There are three different Glacier archival tiers available:

Glacier Instant Retrieval - ideal for archive data that needs immediate access. Data retrieval in milliseconds, ~$0.004 per GB (region dependent).
Glacier Flexible Retrieval (Formerly Glacier) - ideal for archive data that does not require immediate access but needs the flexibility to retrieve large sets of data at no cost. Data retrieval from minutes to hours (minutes incurs some cost, whereas hours is free), ~$0.0036 per GB (region dependent).
Glacier Deep Archive - ideal for archive data that needs to be retained for 7—10 years or longer to meet regulatory compliance requirements.
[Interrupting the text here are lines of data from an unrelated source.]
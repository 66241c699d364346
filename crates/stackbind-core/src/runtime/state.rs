//! A minimal host state: globals plus protected calls.

use std::fmt;

use rustc_hash::FxHashMap;

use crate::error::{NativeError, RuntimeError};
use crate::namespace::Namespace;
use crate::value::Value;

use super::{CallFrame, NativeFn};

/// Identifiers scripts cannot rebind.
pub const RESERVED: &[&str] = &[
    "and", "break", "do", "else", "elseif", "end", "false", "for", "function", "goto", "if", "in",
    "local", "nil", "not", "or", "repeat", "return", "then", "true", "until", "while", "_G",
    "_ENV", "_VERSION",
];

/// Host-side engine state.
///
/// Holds the global namespace that registries install into, and runs
/// native functions as protected calls: a failing call is returned as a
/// [`RuntimeError`] and any results it pushed are discarded.
#[derive(Default)]
pub struct State {
    globals: FxHashMap<String, Value>,
}

impl State {
    pub fn new() -> Self {
        Self::default()
    }

    /// Read a global. Unbound names read as `nil`.
    pub fn global(&self, name: &str) -> Value {
        self.globals.get(name).cloned().unwrap_or_default()
    }

    /// Bind a global. Binding `nil` removes it.
    pub fn set_global(&mut self, name: impl Into<String>, value: Value) {
        let name = name.into();
        if value.is_nil() {
            self.globals.remove(&name);
        } else {
            self.globals.insert(name, value);
        }
    }

    pub fn globals(&self) -> impl Iterator<Item = (&str, &Value)> {
        self.globals.iter().map(|(name, value)| (name.as_str(), value))
    }

    /// Call the global function `name` with `args` in protected mode.
    #[cfg_attr(feature = "profiling", profiling::function)]
    pub fn call(&self, name: &str, args: &[Value]) -> Result<Vec<Value>, RuntimeError> {
        let function = match self.globals.get(name) {
            Some(Value::Function(function)) => function,
            other => {
                let actual = other.map_or("nil", Value::type_name);
                return Err(RuntimeError::NotCallable {
                    name: name.to_owned(),
                    actual,
                });
            }
        };

        Self::call_function(function, args).map_err(|source| {
            tracing::debug!(function = name, error = %source, "protected call failed");
            RuntimeError::Native {
                function: name.to_owned(),
                source,
            }
        })
    }

    /// Run a native function on a fresh frame and collect its results.
    pub fn call_function(function: &NativeFn, args: &[Value]) -> Result<Vec<Value>, NativeError> {
        let mut results = Vec::new();
        let mut frame = CallFrame::new(args, &mut results);
        let count = function.call(&mut frame)?;
        // The reported count selects the topmost results.
        let start = results.len().saturating_sub(count);
        results.drain(..start);
        Ok(results)
    }
}

impl Namespace for State {
    fn is_reserved(&self, name: &str) -> bool {
        RESERVED.contains(&name)
    }

    fn contains(&self, name: &str) -> bool {
        self.globals.contains_key(name)
    }

    fn define(&mut self, name: &str, value: Value) {
        self.set_global(name, value);
    }
}

impl fmt::Debug for State {
    fn fmt(&self, f: &mut fmt::Formatter<'_>) -> fmt::Result {
        f.debug_struct("State")
            .field("globals", &self.globals.len())
            .finish_non_exhaustive()
    }
}
//! Math module: numeric helpers, 2D vectors and integer limits.

use stackbind_core::{ArrayView, ConversionError, Embedded};
use stackbind_macros::{TupleLike, entry, function};
use stackbind_registry::{RegistrationTable, Registry};
use thiserror::Error;

/// Failures reported to scripts as runtime errors.
#[derive(Debug, Clone, PartialEq, Eq, Error)]
pub enum MathError {
    #[error("attempt to perform 'n//0'")]
    DivisionByZero,

    #[error("number has no integer representation")]
    NotRepresentable,

    #[error("integer overflow")]
    Overflow,
}

/// A 2D vector, exchanged with scripts as `{x, y}`.
#[derive(Debug, Clone, Copy, PartialEq, TupleLike)]
pub struct Vec2 {
    pub x: f64,
    pub y: f64,
}

// =============================================================================
// ROUNDING
// =============================================================================

/// Largest integer not greater than `x`.
#[function]
pub fn floor(x: f64) -> Result<i64, MathError> {
    to_integer(x.floor())
}

/// Smallest integer not less than `x`.
#[function]
pub fn ceil(x: f64) -> Result<i64, MathError> {
    to_integer(x.ceil())
}

fn to_integer(x: f64) -> Result<i64, MathError> {
    const END: f64 = 9_223_372_036_854_775_808.0;
    if x.is_finite() && (-END..END).contains(&x) {
        Ok(x as i64)
    } else {
        Err(MathError::NotRepresentable)
    }
}

// =============================================================================
// ARITHMETIC
// =============================================================================

/// Floor division and modulo, returned as two results.
#[function]
pub fn divmod(a: i64, b: i64) -> Result<Embedded<(i64, i64)>, MathError> {
    let (Some(quotient), Some(remainder)) = (a.checked_div_euclid(b), a.checked_rem_euclid(b))
    else {
        return Err(if b == 0 {
            MathError::DivisionByZero
        } else {
            MathError::NotRepresentable
        });
    };
    // Floor semantics: the remainder takes the sign of the divisor.
    if remainder != 0 && b < 0 {
        Ok(Embedded((quotient - 1, remainder + b)))
    } else {
        Ok(Embedded((quotient, remainder)))
    }
}

/// Restrict `value` to `[min, max]`.
#[function(defaults(0.0, 1.0))]
pub fn clamp(value: f64, min: f64, max: f64) -> f64 {
    value.max(min).min(max)
}

#[function(defaults(0.5))]
pub fn lerp(a: f64, b: f64, t: f64) -> f64 {
    a + (b - a) * t
}

/// Add `step` to `value` in place; the script receives the new value.
#[function(defaults(1))]
pub fn increment(value: &mut i64, step: i64) -> Result<(), MathError> {
    *value = value.checked_add(step).ok_or(MathError::Overflow)?;
    Ok(())
}

// =============================================================================
// SEQUENCES
// =============================================================================

#[function]
pub fn sum(values: ArrayView<f64>) -> Result<f64, ConversionError> {
    values.iter().sum()
}

/// Smallest and largest element, or two nils for an empty sequence.
#[function]
pub fn minmax(
    values: ArrayView<f64>,
) -> Result<Embedded<(Option<f64>, Option<f64>)>, ConversionError> {
    let mut bounds: Option<(f64, f64)> = None;
    for v in &values {
        let v = v?;
        bounds = Some(match bounds {
            Some((lo, hi)) => (lo.min(v), hi.max(v)),
            None => (v, v),
        });
    }
    Ok(Embedded((bounds.map(|b| b.0), bounds.map(|b| b.1))))
}

// =============================================================================
// VECTORS
// =============================================================================

#[function(defaults(0.0))]
pub fn polar(radius: f64, angle: f64) -> Vec2 {
    Vec2 {
        x: radius * angle.cos(),
        y: radius * angle.sin(),
    }
}

#[function]
pub fn length(v: &Vec2) -> f64 {
    v.x.hypot(v.y)
}

/// Components of `v` as two results.
#[function]
pub fn unpack(v: Vec2) -> Embedded<Vec2> {
    Embedded(v)
}

// =============================================================================
// MODULE CREATION
// =============================================================================

/// Functions exposed through generated entry points, plus integer limits.
pub const TABLE: RegistrationTable = RegistrationTable::new(
    &[
        ("floor", entry!(floor)),
        ("ceil", entry!(ceil)),
        ("divmod", entry!(divmod)),
        ("clamp", entry!(clamp)),
        ("lerp", entry!(lerp)),
        ("increment", entry!(increment)),
        ("sum", entry!(sum)),
        ("minmax", entry!(minmax)),
        ("polar", entry!(polar)),
        ("length", entry!(length)),
        ("unpack", entry!(unpack)),
    ],
    &[("MAX_INTEGER", i64::MAX), ("MIN_INTEGER", i64::MIN)],
);

/// The math table plus standard library functions wrapped as-is.
pub fn registry() -> Registry {
    Registry::new()
        .table(&TABLE)
        .function("abs", f64::abs)
        .function("sqrt", f64::sqrt)
        .function("max", f64::max)
        .function("min", f64::min)
        .function_with_defaults("round", round_to, (0u32,))
}

/// Round to `digits` decimal places.
fn round_to(x: f64, digits: u32) -> f64 {
    let scale = 10f64.powi(digits.min(15) as i32);
    (x * scale).round() / scale
}
//! Registry - collects named functions and constants and installs them.
//!
//! # Installation Model
//!
//! Installation happens once, while the engine is being set up, and
//! tolerates no partial success. [`Registry::install`] therefore runs in
//! two phases:
//!
//! 1. **Validate** every name in the batch against the target
//!    [`Namespace`]: identifier syntax, reserved words, duplicates. All
//!    problems are collected into a single [`RegistrationError`].
//! 2. **Define** every entry, in insertion order, only if validation found
//!    nothing.
//!
//! The configured prefix is the only renaming ever applied.
//!
//! # Duplicates
//!
//! [`DuplicatePolicy::Reject`] (the default) treats a repeated name, or a
//! name already bound in the namespace, as a problem.
//! [`DuplicatePolicy::Replace`] instead lets the last entry win, matching a
//! host whose namespace is a plain key-value store.
//!
//! # Example
//!
//! ```ignore
//! let registry = Registry::with_options(RegistryOptions::new().prefix("ImGui"))
//!     .table(&GUI_TABLE)
//!     .constant("WindowFlags_None", 0);
//! registry.install(&mut state)?;
//! ```

use rustc_hash::FxHashMap;

use stackbind_core::{Callable, DefaultArgs, EntryPoint, Namespace, NativeFn, Value};

use crate::error::{RegistrationError, RegistrationProblem};
use crate::table::RegistrationTable;

/// What to do when a name is registered more than once.
#[derive(Debug, Clone, Copy, PartialEq, Eq, Default)]
pub enum DuplicatePolicy {
    /// Reject the whole batch.
    #[default]
    Reject,
    /// Keep the last entry and log the replacement.
    Replace,
}

/// Registry configuration.
#[derive(Debug, Clone, Default, PartialEq, Eq)]
pub struct RegistryOptions {
    /// Prepended verbatim to every name at install time.
    pub prefix: String,
    pub duplicates: DuplicatePolicy,
}

impl RegistryOptions {
    pub fn new() -> Self {
        Self::default()
    }

    pub fn prefix(mut self, prefix: impl Into<String>) -> Self {
        self.prefix = prefix.into();
        self
    }

    pub fn duplicates(mut self, policy: DuplicatePolicy) -> Self {
        self.duplicates = policy;
        self
    }
}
Data retrieval within 12 hours, ~$0.00099 per GB (region dependent).

For more information on the different Glacier storage classes, click here.

To turn on archiving, click the ARCHIVING button, select the tier that best suits you, enter after how many days you would like your files to be moved to this archive tier, and then click ENABLE ARCHIVING.
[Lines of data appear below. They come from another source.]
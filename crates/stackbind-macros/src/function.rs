//! Implementation of the `#[function]` attribute macro.

use proc_macro::TokenStream;
use proc_macro2::{Span, TokenStream as TokenStream2};
use quote::{format_ident, quote, quote_spanned};
use syn::{
    Expr, FnArg, GenericParam, ItemFn, ReturnType, Type, parse_macro_input, spanned::Spanned,
};

use crate::attrs::FunctionAttrs;
use crate::types::{
    erase_lifetimes, find_char, has_impl_trait, is_borrowable, is_unsized, option_inner,
};

pub fn function_impl(attr: TokenStream, item: TokenStream) -> TokenStream {
    let attrs = match syn::parse::<FunctionAttrs>(attr) {
        Ok(attrs) => attrs,
        Err(err) => return err.to_compile_error().into(),
    };

    let input = parse_macro_input!(item as ItemFn);

    match function_inner(&attrs, &input) {
        Ok(tokens) => tokens.into(),
        Err(err) => err.to_compile_error().into(),
    }
}

/// How a parameter crosses from the frame into the call.
enum ParamKind {
    /// `T`: read and moved in.
    Value(Type),
    /// `&str` / `&[u8]`: borrowed straight from the slot.
    Borrowed(Type),
    /// `&T`: read into a local, lent immutably.
    Shared(Type),
    /// `&mut T`: read into a local, lent mutably, returned afterwards.
    Alias(Type),
    /// `Option<&mut T>`: like `Alias`, but nil means no slot.
    OptionalAlias(Type),
}

impl ParamKind {
    fn classify(ty: &Type) -> Self {
        if let Type::Reference(reference) = ty {
            let target = erase_lifetimes(&reference.elem);
            return match (reference.mutability.is_some(), is_borrowable(&reference.elem)) {
                (false, true) => ParamKind::Borrowed(erase_lifetimes(ty)),
                (false, false) => ParamKind::Shared(target),
                (true, _) => ParamKind::Alias(target),
            };
        }

        if let Some(Type::Reference(reference)) = option_inner(ty)
            && reference.mutability.is_some()
        {
            return ParamKind::OptionalAlias(erase_lifetimes(&reference.elem));
        }

        ParamKind::Value(erase_lifetimes(ty))
    }

    /// The type read out of the frame.
    fn stored_type(&self) -> TokenStream2 {
        match self {
            ParamKind::Value(ty)
            | ParamKind::Borrowed(ty)
            | ParamKind::Shared(ty)
            | ParamKind::Alias(ty) => quote!(#ty),
            ParamKind::OptionalAlias(ty) => quote!(::core::option::Option<#ty>),
        }
    }

    fn is_output(&self) -> bool {
        matches!(self, ParamKind::Alias(_) | ParamKind::OptionalAlias(_))
    }
}

fn function_inner(attrs: &FunctionAttrs, input: &ItemFn) -> syn::Result<TokenStream2> {
    let sig = &input.sig;
    let fn_name = &sig.ident;
    let fn_vis = &input.vis;

    check_signature(input)?;

    let param_types: Vec<&Type> = sig
        .inputs
        .iter()
        .filter_map(|arg| match arg {
            FnArg::Typed(pat_type) => Some(&*pat_type.ty),
            FnArg::Receiver(_) => None,
        })
        .collect();

    let arity = param_types.len();
    let default_count = attrs.defaults.len();
    if default_count > arity {
        let span = attrs
            .defaults_ident
            .as_ref()
            .map_or_else(Span::call_site, |ident| ident.span());
        return Err(syn::Error::new(
            span,
            format!(
                "`{fn_name}` takes {arity} parameter(s) but {default_count} default value(s) were given"
            ),
        ));
    }
    let first_optional = arity - default_count;

    let mut reads = Vec::with_capacity(arity);
    let mut call_args = Vec::with_capacity(arity);
    let mut outputs = Vec::new();

    for (index, ty) in param_types.iter().enumerate() {
        let position = index + 1;
        let kind = ParamKind::classify(ty);
        let stored = kind.stored_type();
        let local = format_ident!("__arg{}", index);

        let default: Option<&Expr> = index
            .checked_sub(first_optional)
            .and_then(|offset| attrs.defaults.get(offset));

        let read = match default {
            Some(expr) => quote_spanned! {expr.span()=>
                __args.read_or::<#stored, _>(#position, &(#expr))?
            },
            None => quote! { __args.read::<#stored>(#position)? },
        };

        let binding = if kind.is_output() {
            quote!(let mut #local)
        } else {
            quote!(let #local)
        };
        reads.push(quote! { #binding: #stored = #read; });

        call_args.push(match &kind {
            ParamKind::Value(_) | ParamKind::Borrowed(_) => quote!(#local),
            ParamKind::Shared(_) => quote!(&#local),
            ParamKind::Alias(_) => quote!(&mut #local),
            ParamKind::OptionalAlias(_) => quote!(#local.as_mut()),
        });

        if kind.is_output() {
            outputs.push(local);
        }
    }

    let entry_name = format_ident!("__stackbind_entry_{}", fn_name);

    Ok(quote! {
        #input

        #[doc(hidden)]
        #[allow(unused_mut, non_snake_case, clippy::let_unit_value)]
        #fn_vis fn #entry_name(
            frame: &mut ::stackbind_core::CallFrame<'_>,
        ) -> ::core::result::Result<usize, ::stackbind_core::NativeError> {
            let (__args, mut __results) = frame.split();
            #(#reads)*
            let __ret = #fn_name(#(#call_args),*);
            let mut __count = ::stackbind_core::IntoResults::push_results(__ret, &mut __results)?;
            #(
                __count += ::stackbind_core::IntoResults::push_results(#outputs, &mut __results)?;
            )*
            ::core::result::Result::Ok(__count)
        }
    })
}

/// Reject signatures the engine's calling convention cannot express.
fn check_signature(input: &ItemFn) -> syn::Result<()> {
    let sig = &input.sig;

    if let Some(receiver) = sig.receiver() {
        return Err(syn::Error::new_spanned(
            receiver,
            "methods cannot be exposed directly; wrap the call in a free function",
        ));
    }

    if let Some(asyncness) = &sig.asyncness {
        return Err(syn::Error::new_spanned(
            asyncness,
            "async functions cannot be exposed; native calls complete synchronously",
        ));
    }

    if let Some(variadic) = &sig.variadic {
        return Err(syn::Error::new_spanned(
            variadic,
            "variadic functions cannot be exposed",
        ));
    }

    for param in &sig.generics.params {
        if !matches!(param, GenericParam::Lifetime(_)) {
            return Err(syn::Error::new_spanned(
                param,
                "generic functions cannot be exposed; write a concrete wrapper instead",
            ));
        }
    }

    let return_type = match &sig.output {
        ReturnType::Type(_, ty) => Some(&**ty),
        ReturnType::Default => None,
    };
    let param_types = sig.inputs.iter().filter_map(|arg| match arg {
        FnArg::Typed(pat_type) => Some(&*pat_type.ty),
        FnArg::Receiver(_) => None,
    });

    for ty in param_types.clone() {
        let (target, mutable) = match ty {
            Type::Reference(reference) => (&*reference.elem, reference.mutability.is_some()),
            _ => match option_inner(ty) {
                Some(Type::Reference(reference)) if reference.mutability.is_some() => {
                    (&*reference.elem, true)
                }
                _ => continue,
            },
        };
        if is_unsized(target) && (mutable || !is_borrowable(target)) {
            return Err(syn::Error::new_spanned(
                ty,
                "only `&str` and `&[u8]` can borrow from a script value; \
                 take an owned `String`, `Vec<T>` or `ArrayView<T>` instead",
            ));
        }
    }

    for ty in param_types.chain(return_type) {
        if let Some(found) = find_char(ty) {
            return Err(syn::Error::new_spanned(
                found,
                "`char` has no script representation; use `u32` or a string instead",
            ));
        }
        if has_impl_trait(ty) {
            return Err(syn::Error::new_spanned(
                ty,
                "`impl Trait` cannot be exposed; name a concrete type",
            ));
        }
    }

    Ok(())
}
If your object storage bucket also has VERSIONING enabled, you will be able to select whether you would like only the current versions of files to be archived, or ALL versions of files to be archived.

Note: Archived data can move down the storage tiers listed above, but not up. For example, if you first set your object storage bucket to archive files to the Glacier Instant Retrieval tier, you can later change your tier to Glacier Deep Archive at any time, and any files already in Glacier Instant Retrieval (or standard storage) will be moved to Glacier Deep Archive after the specified number of days. However, if you initially set Glacier Deep Archive, and later want to change to Glacier Flexible Retrieval, only un-archived files (that are in standard storage) will be archived to Glacier Flexible Retrieval, files already archived in Glacier Deep Archive will remain there.

Step 6 - Connect to your Store

If you are working with small files and would like a user-friendly interface to interact with your object store:

Click here to see how to connect with Cyberduck

If you are working with large files, or lots of files, and would like a fast way to upload/download data to your object store via the terminal:

Click here to connect with AWS Command Line Interface

Once you've transferred some data to your object store you will be able to see the total size of the data that is in there, including the amount of data that has been archived (if archiving is enabled):

Note: Object store sizes are calculated and updated by AWS every 48 hours.